* What needs to be done
The lines from the start of the data up to and including the one with "out.set(kind, self.get(kind), max);" should be returned exactly, and nothing else.

*** Block opens ***

impl TicketCounts {
    #[must_use]
    pub const fn total(&self) -> u32 {
        self.adult.saturating_add(self.student).saturating_add(self.senior)
    }

    /// Trim counts read from outside (a link, a stored draft) so the total is
    /// at most `max`, filling adults first.
    #[must_use]
    pub fn capped(self, max: u32) -> Self {
        let mut out = Self::default();
        for kind in TicketKind::ALL {
            out.set(kind, self.get(kind), max);
        }
        out
    }

    #[must_use]
    pub const fn get(&self, kind: TicketKind) -> u32 {
        match kind {
            TicketKind::Adult => self.adult,
            TicketKind::Student => self.student,
            TicketKind::Senior => self.senior,
        }
    }

    /// Set one category, keeping the total within `max`.
    pub fn set(&mut self, kind: TicketKind, count: u32, max: u32) {
        let others = self.total().saturating_sub(self.get(kind));
        let count = count.min(max.saturating_sub(others));
        match kind {
            TicketKind::Adult => self.adult = count,
            TicketKind::Student => self.student = count,
            TicketKind::Senior => self.senior = count,
        }
    }
}

/// Client-side gate: checkout needs at least one ticket and exactly one
/// selected seat per ticket.
#[must_use]
pub const fn checkout_enabled(selected_seats: usize, tickets_requested: u32) -> bool {
    tickets_requested > 0 && selected_seats == tickets_requested as usize
}

/// One concession line on the booking request.
#[derive(Debug, Clone, Copy, PartialEq, Eq, Serialize, Deserialize)]
#[serde(rename_all = "camelCase")]
pub struct ConcessionLine {
    pub item_id: i64,
    pub quantity: u32,
    pub price: i64,
}

/// `itemId -> quantity`. Lives only as long as the checkout page.
#[derive(Debug, Clone, Default, PartialEq, Eq)]
pub struct ConcessionCart {
    quantities: BTreeMap<i64, u32>,
}

impl ConcessionCart {
    #[must_use]
    pub fn new() -> Self {
        Self::default()
    }

    /// Add `qty` of an item. Returns the new quantity.
    pub fn add(&mut self, item_id: i64, qty: u32) -> u32 {
        let entry = self.quantities.entry(item_id).or_insert(0);
        *entry = entry.saturating_add(qty);
        *entry
    }

    /// Remove up to `qty` of an item, dropping the line at zero. Returns the
    /// new quantity.
    pub fn remove(&mut self, item_id: i64, qty: u32) -> u32 {
        let Some(entry) = self.quantities.get_mut(&item_id) else {
            return 0;
        };
        *entry = entry.saturating_sub(qty);
        let left = *entry;
        if left == 0 {
            self.quantities.remove(&item_id);
        }
        left
    }

    #[must_use]
    pub fn quantity(&self, item_id: i64) -> u32 {
        self.quantities.get(&item_id).copied().unwrap_or(0)
    }

    #[must_use]
    pub fn is_empty(&self) -> bool {
        self.quantities.is_empty()
    }

    pub fn clear(&mut self) {
        self.quantities.clear();
    }

    /// Priced lines for items still present in the catalog.
    #[must_use]
    pub fn lines(&self, items: &[ConcessionItem]) -> Vec<ConcessionLine> {
        self.quantities
            .iter()
            .filter_map(|(&item_id, &quantity)| {
                items
                    .iter()
                    .find(|i| i.item_id == item_id)
                    .map(|item| ConcessionLine {
                        item_id,
                        quantity,
                        price: item.unit_price(),
                    })
            })
            .collect()
    }

    #[must_use]
    pub fn subtotal(&self, items: &[ConcessionItem]) -> i64 {
        pricing::concession_subtotal(self.lines(items).iter().map(|l| (l.price, l.quantity)))
    }
}

/// Body of `POST /bookings` (and `/bookings/admin` at the counter).
#[derive(Debug, Clone, PartialEq, Eq, Serialize)]
#[serde(rename_all = "camelCase")]
pub struct CreateBookingRequest {
    #[serde(skip_serializing_if = "Option::is_none")]
    pub user_id: Option<i64>,
    pub showtime_id: i64,
    #[serde(skip_serializing_if = "Option::is_none")]
    pub customer_name: Option<String>,
    #[serde(skip_serializing_if = "Option::is_none")]
    pub customer_email: Option<String>,
    #[serde(skip_serializing_if = "Option::is_none")]
    pub customer_phone: Option<String>,
    pub seat_ids: Vec<i64>,
    pub session_id: String,
    pub voucher_code: Option<String>,
    pub payment_method: PaymentMethod,
    #[serde(skip_serializing_if = "Vec::is_empty")]
    pub concession_items: Vec<ConcessionLine>,
    #[serde(skip_serializing_if = "Option::is_none")]
    pub points_to_use: Option<i64>,
}

/// Contact details for a booking without an account.
#[derive(Debug, Clone, PartialEq, Eq, Default)]
pub struct GuestContact {
    pub name: String,
    pub email: String,
    pub phone: String,
}

#[derive(Debug, Clone, PartialEq, Eq)]
pub enum Customer {
    Member { user_id: i64 },
    Guest(GuestContact),
}

#[derive(Debug, Clone, Copy, PartialEq, Eq, Error)]
pub enum CheckoutError {
    #[error("no seats selected")]
    NoSeats,
    #[error("selected seats do not match the tickets chosen")]
    TicketMismatch,
    #[error("guest bookings need a name")]
    MissingName,
    #[error("guest bookings need an email")]
    MissingEmail,
    #[error("guest bookings need a phone number")]
    MissingPhone,
}

impl CheckoutError {
    #[must_use]
    pub const fn i18n_key(self) -> &'static str {
        match self {
            Self::NoSeats => "checkout.error_no_seats",
            Self::TicketMismatch => "checkout.error_ticket_mismatch",
            Self::MissingName => "checkout.error_guest_name",
            Self::MissingEmail => "checkout.error_guest_email",
            Self::MissingPhone => "checkout.error_guest_phone",
        }
    }
}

*** Block closes ***

* Answer section
impl TicketCounts {
    #[must_use]
    pub const fn total(&self) -> u32 {
        self.adult.saturating_add(self.student).saturating_add(self.senior)
    }

    /// Trim counts read from outside (a link, a stored draft) so the total is
    /// at most `max`, filling adults first.
    #[must_use]
    pub fn capped(self, max: u32) -> Self {
        let mut out = Self::default();
        for kind in TicketKind::ALL {
            out.set(kind, self.get(kind), max);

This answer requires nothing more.